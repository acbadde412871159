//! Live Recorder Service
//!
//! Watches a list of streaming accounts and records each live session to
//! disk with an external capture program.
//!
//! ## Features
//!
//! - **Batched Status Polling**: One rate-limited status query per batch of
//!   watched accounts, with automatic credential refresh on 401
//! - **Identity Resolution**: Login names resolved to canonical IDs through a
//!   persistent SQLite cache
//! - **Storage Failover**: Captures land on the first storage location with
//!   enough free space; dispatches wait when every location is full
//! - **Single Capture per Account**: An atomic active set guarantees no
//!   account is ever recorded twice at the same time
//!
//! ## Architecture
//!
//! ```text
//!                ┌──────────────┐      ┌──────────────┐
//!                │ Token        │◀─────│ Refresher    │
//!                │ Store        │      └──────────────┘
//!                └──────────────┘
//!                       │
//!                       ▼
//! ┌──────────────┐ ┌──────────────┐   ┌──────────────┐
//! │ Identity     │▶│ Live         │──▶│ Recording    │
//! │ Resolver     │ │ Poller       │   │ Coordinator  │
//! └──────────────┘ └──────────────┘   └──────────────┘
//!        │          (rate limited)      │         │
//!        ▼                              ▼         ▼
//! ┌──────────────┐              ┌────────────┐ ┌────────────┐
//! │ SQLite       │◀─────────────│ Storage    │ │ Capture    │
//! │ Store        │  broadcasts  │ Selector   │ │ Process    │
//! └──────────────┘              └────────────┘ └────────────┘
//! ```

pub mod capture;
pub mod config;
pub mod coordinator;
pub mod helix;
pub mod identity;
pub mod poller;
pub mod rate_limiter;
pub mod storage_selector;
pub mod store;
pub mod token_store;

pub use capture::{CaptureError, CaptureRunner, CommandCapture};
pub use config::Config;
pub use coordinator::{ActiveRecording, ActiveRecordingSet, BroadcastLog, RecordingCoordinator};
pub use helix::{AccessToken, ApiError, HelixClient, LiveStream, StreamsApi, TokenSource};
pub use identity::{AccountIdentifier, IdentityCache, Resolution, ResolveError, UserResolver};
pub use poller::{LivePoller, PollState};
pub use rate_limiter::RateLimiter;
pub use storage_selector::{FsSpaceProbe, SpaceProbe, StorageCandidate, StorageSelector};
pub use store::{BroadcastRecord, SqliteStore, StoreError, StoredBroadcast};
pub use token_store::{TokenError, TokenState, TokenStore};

::::::

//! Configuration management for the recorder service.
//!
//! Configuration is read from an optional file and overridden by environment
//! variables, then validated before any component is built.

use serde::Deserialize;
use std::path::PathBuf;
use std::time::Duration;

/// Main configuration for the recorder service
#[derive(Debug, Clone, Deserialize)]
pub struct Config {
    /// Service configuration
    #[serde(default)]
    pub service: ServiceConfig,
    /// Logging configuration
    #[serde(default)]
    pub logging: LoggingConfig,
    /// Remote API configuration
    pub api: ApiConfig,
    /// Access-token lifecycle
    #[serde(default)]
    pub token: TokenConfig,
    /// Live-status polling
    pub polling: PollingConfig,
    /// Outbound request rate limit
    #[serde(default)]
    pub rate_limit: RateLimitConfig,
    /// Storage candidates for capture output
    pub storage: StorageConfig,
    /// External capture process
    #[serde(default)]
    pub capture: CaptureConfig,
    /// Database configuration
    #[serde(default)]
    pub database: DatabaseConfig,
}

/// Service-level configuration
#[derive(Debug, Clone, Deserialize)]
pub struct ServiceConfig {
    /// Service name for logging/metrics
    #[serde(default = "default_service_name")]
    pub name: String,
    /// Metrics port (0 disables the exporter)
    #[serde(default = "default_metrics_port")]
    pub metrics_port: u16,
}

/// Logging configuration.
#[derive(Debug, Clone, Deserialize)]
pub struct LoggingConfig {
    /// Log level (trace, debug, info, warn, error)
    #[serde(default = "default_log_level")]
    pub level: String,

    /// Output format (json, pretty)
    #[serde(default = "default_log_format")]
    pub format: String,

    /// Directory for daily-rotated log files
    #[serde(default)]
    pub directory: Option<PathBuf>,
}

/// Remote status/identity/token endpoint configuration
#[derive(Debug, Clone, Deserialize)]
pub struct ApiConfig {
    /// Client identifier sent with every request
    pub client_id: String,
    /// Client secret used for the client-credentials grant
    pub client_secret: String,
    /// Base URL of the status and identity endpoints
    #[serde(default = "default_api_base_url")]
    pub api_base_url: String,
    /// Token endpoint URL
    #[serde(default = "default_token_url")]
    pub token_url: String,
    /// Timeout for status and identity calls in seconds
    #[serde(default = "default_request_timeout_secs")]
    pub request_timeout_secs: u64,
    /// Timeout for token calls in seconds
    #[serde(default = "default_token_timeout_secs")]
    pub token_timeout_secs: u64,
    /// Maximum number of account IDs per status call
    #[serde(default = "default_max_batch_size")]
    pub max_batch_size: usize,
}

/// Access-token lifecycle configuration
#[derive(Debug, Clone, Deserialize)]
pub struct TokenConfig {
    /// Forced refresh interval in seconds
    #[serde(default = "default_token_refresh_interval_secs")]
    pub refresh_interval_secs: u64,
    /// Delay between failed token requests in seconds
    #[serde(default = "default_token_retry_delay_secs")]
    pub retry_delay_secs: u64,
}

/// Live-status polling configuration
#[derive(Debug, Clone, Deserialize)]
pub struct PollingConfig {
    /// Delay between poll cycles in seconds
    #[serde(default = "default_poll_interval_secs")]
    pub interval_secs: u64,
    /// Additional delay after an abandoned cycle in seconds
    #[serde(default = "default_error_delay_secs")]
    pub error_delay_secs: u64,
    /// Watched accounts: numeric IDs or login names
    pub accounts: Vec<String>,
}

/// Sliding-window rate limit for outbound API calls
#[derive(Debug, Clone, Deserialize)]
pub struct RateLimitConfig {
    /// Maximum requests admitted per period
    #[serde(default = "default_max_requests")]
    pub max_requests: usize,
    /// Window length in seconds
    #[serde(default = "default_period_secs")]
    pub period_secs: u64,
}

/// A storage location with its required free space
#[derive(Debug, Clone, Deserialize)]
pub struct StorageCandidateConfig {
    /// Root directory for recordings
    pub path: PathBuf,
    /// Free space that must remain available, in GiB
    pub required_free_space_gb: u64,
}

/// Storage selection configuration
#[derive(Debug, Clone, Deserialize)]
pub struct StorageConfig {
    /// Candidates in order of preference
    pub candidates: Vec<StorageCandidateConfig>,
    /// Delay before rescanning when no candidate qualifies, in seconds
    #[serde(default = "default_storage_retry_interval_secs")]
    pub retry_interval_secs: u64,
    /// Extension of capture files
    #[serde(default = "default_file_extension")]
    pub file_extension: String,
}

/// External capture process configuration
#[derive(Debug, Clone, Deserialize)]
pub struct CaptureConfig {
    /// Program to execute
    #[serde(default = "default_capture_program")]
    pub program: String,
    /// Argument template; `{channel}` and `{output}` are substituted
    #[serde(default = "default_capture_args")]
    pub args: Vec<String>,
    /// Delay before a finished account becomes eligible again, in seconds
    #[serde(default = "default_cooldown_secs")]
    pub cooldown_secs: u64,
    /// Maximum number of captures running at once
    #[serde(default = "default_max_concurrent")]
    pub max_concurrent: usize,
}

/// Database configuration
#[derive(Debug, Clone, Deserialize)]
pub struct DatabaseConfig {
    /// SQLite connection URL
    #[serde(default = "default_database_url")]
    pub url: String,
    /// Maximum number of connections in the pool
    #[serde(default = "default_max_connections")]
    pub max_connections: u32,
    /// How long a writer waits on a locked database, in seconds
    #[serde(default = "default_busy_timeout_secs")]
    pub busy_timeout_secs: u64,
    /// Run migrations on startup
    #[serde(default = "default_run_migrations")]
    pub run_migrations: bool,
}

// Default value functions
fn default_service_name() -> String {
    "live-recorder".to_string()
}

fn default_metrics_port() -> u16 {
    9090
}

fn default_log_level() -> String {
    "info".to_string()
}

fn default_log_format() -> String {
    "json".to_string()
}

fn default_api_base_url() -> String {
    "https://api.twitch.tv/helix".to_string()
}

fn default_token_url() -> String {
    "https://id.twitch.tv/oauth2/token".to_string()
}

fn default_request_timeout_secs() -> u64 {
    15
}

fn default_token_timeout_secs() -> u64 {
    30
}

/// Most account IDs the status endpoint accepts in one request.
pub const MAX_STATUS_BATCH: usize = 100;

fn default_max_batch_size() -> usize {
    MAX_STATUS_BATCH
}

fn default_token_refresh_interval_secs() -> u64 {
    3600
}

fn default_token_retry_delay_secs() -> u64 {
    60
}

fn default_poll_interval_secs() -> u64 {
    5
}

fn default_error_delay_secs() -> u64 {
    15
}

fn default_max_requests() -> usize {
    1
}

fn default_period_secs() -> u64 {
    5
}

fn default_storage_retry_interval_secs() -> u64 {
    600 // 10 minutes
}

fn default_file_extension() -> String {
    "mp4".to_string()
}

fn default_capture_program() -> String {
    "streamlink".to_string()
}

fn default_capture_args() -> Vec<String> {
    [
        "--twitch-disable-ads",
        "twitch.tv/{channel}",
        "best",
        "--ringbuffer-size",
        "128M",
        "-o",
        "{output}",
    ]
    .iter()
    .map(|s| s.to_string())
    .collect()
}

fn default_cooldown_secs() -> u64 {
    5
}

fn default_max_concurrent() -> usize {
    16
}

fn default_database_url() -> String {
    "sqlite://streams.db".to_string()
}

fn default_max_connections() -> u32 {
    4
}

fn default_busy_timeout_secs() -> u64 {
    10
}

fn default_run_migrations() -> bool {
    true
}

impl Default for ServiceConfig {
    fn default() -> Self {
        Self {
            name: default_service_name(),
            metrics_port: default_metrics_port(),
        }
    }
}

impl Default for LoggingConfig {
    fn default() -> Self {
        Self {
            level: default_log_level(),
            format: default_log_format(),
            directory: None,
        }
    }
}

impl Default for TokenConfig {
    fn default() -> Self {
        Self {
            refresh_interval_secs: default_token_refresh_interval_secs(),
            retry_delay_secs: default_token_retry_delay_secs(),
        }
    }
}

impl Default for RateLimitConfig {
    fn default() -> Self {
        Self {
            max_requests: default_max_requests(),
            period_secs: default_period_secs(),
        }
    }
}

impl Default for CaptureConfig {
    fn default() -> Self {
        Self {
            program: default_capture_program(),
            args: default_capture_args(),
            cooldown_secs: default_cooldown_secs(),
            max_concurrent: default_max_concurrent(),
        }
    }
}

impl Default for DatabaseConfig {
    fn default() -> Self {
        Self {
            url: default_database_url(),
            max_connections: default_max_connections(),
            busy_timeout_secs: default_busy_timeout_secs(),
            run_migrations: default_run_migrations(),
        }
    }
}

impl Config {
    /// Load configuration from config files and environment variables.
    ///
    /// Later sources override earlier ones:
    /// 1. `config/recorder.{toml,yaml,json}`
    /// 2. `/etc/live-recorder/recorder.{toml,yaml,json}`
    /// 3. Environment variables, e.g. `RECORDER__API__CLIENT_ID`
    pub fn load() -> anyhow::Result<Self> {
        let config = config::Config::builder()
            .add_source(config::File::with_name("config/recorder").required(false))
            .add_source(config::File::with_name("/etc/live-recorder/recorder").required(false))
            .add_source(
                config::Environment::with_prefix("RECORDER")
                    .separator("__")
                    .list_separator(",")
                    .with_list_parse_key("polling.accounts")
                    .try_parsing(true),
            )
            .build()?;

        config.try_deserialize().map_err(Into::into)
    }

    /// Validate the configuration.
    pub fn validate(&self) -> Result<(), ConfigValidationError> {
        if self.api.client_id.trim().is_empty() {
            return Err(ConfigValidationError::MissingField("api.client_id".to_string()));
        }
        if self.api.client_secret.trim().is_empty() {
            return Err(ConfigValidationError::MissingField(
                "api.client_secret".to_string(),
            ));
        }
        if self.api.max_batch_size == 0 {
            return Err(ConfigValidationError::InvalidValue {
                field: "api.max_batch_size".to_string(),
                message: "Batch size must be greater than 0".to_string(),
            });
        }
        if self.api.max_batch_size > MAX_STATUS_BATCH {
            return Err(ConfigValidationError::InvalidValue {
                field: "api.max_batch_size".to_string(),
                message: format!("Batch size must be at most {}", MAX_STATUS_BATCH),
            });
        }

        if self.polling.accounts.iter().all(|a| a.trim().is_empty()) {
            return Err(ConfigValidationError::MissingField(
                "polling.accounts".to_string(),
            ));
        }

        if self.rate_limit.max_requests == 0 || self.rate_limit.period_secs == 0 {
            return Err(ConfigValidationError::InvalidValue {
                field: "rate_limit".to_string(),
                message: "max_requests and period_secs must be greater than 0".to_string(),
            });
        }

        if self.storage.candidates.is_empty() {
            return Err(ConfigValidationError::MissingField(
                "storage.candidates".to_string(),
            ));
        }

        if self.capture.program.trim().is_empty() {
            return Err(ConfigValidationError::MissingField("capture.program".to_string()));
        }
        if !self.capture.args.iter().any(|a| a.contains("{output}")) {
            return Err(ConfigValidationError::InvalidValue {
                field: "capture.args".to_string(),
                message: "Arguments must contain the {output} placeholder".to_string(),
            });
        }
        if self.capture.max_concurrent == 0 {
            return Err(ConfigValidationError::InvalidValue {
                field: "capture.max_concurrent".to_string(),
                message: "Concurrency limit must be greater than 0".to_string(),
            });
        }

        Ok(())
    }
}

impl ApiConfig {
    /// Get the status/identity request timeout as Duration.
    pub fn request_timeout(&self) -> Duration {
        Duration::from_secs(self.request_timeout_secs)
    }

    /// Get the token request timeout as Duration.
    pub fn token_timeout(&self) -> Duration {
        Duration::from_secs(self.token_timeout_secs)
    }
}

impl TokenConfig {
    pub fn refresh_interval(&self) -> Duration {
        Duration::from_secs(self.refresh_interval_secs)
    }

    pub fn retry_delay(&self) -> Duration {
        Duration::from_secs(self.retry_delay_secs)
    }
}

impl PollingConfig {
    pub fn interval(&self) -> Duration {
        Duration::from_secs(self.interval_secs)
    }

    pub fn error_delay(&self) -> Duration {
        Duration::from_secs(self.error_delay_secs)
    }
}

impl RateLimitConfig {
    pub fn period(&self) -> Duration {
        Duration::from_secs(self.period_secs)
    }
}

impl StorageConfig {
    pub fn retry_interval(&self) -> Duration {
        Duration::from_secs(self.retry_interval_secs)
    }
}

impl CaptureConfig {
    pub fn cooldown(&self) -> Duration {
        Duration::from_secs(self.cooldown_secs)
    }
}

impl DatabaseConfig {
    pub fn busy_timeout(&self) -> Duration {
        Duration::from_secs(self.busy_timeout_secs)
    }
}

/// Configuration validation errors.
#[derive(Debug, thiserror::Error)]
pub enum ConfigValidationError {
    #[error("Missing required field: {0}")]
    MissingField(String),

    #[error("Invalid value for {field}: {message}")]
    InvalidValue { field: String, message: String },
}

::::::

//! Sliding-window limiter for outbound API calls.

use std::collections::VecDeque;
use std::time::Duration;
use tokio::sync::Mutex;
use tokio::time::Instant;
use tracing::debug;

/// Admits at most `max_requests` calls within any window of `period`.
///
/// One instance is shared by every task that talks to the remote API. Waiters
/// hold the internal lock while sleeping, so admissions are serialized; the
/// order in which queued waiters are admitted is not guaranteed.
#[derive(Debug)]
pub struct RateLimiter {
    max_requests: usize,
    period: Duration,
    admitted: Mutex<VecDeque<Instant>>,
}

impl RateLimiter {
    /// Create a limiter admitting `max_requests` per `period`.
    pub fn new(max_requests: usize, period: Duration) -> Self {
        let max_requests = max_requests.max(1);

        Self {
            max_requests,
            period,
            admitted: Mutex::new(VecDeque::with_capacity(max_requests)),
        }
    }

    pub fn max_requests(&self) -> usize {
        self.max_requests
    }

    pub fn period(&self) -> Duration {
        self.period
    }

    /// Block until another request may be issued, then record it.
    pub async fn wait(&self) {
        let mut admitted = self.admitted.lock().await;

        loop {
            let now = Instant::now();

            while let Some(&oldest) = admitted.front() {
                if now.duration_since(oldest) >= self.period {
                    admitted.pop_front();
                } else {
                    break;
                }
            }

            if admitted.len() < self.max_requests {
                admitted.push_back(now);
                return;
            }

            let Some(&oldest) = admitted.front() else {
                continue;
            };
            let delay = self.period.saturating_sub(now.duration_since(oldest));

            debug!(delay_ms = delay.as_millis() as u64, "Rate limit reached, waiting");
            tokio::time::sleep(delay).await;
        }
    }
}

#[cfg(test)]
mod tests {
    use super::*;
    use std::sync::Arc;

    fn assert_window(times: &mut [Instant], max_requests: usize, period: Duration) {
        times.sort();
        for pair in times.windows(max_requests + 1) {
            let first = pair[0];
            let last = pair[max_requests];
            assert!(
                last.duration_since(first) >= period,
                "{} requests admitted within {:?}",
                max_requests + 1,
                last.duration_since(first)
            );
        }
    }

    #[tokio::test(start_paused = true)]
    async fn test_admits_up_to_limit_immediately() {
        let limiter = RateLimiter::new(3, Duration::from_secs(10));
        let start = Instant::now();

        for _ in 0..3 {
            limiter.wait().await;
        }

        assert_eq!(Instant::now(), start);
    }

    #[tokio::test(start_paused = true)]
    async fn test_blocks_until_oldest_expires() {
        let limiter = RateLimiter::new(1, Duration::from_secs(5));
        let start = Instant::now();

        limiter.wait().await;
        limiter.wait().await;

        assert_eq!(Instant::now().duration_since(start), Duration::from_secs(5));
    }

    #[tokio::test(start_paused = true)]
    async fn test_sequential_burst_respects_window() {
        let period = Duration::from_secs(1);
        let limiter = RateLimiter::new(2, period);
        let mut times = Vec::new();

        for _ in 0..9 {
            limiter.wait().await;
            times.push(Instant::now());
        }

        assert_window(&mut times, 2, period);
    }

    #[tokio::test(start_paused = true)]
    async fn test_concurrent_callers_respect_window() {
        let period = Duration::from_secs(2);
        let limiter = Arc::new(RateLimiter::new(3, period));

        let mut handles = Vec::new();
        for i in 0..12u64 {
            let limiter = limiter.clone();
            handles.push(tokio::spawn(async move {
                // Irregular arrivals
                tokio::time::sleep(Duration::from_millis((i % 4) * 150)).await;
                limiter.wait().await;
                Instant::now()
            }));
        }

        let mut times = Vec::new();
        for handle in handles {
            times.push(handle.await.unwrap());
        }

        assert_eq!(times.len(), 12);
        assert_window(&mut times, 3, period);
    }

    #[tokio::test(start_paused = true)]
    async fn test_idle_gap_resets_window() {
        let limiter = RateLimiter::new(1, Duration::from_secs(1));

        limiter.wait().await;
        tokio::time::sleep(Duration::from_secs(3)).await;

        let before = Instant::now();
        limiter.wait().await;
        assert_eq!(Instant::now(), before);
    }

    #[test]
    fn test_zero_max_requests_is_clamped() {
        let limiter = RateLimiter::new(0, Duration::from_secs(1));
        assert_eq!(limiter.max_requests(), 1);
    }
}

::::::

§ Directions for this task
Wherever the word "within" occurs in the data, copy that whole line.

§ Answer to the exercise
/// Admits at most `max_requests` calls within any window of `period`.
                "{} requests admitted within {:?}",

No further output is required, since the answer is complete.